§ **Stored items**:
========================================

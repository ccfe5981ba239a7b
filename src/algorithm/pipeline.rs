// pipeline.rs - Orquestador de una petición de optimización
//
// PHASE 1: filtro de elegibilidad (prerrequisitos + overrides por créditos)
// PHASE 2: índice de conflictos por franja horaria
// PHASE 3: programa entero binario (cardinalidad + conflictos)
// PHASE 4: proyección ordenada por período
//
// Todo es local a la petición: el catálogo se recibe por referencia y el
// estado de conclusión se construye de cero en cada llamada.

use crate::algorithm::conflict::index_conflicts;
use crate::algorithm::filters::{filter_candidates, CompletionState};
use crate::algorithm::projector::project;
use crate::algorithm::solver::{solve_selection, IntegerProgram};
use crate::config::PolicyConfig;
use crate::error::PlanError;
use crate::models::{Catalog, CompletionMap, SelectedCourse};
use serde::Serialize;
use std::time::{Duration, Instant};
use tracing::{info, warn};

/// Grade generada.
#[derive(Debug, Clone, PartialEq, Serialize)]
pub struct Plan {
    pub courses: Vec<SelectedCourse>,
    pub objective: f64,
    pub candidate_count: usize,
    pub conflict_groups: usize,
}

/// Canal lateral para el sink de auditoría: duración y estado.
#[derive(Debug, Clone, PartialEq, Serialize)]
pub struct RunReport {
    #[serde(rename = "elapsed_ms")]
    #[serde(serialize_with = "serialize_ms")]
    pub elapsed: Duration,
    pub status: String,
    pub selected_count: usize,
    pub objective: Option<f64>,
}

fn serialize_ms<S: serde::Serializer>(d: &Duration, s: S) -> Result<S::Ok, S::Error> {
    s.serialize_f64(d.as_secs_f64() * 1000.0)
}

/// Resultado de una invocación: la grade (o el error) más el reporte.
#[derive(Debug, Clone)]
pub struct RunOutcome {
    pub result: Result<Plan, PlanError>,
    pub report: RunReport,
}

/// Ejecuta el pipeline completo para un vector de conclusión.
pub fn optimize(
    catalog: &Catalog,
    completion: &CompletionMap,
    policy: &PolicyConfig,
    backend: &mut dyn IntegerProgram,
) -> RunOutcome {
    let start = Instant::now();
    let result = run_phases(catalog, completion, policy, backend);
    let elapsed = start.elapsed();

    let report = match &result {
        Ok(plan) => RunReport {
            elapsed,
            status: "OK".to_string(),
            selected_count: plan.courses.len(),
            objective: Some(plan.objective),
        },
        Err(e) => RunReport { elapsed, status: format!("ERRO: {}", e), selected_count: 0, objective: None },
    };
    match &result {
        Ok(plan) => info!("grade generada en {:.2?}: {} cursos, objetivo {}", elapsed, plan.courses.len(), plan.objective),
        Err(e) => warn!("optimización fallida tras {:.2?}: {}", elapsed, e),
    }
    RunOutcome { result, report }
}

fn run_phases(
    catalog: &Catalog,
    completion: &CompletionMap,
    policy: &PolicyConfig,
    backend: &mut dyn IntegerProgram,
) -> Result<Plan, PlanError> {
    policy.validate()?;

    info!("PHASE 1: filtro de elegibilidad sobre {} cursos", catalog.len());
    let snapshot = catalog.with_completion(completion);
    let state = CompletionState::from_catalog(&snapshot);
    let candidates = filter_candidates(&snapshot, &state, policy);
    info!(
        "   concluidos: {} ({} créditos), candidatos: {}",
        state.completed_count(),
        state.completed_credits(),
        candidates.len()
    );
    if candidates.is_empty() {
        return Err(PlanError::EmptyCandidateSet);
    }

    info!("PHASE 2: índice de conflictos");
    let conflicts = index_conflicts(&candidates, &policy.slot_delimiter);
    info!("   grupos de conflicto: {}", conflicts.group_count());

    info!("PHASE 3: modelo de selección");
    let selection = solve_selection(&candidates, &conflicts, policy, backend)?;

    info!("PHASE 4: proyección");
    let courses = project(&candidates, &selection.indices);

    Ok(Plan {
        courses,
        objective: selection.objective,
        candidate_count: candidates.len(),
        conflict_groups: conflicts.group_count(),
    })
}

========================================

§ **Work instructions**: Reproduce exactly every line that sits between the start of the entries and the line bearing "ordenada por período", counting both of those lines.

§ **Solved problem**:
repository ccfe5981ba239a7b
filename src/algorithm/pipeline.rs
// pipeline.rs - Orquestador de una petición de optimización
//
// PHASE 1: filtro de elegibilidad (prerrequisitos + overrides por créditos)
// PHASE 2: índice de conflictos por franja horaria
// PHASE 3: programa entero binario (cardinalidad + conflictos)
// PHASE 4: proyección ordenada por período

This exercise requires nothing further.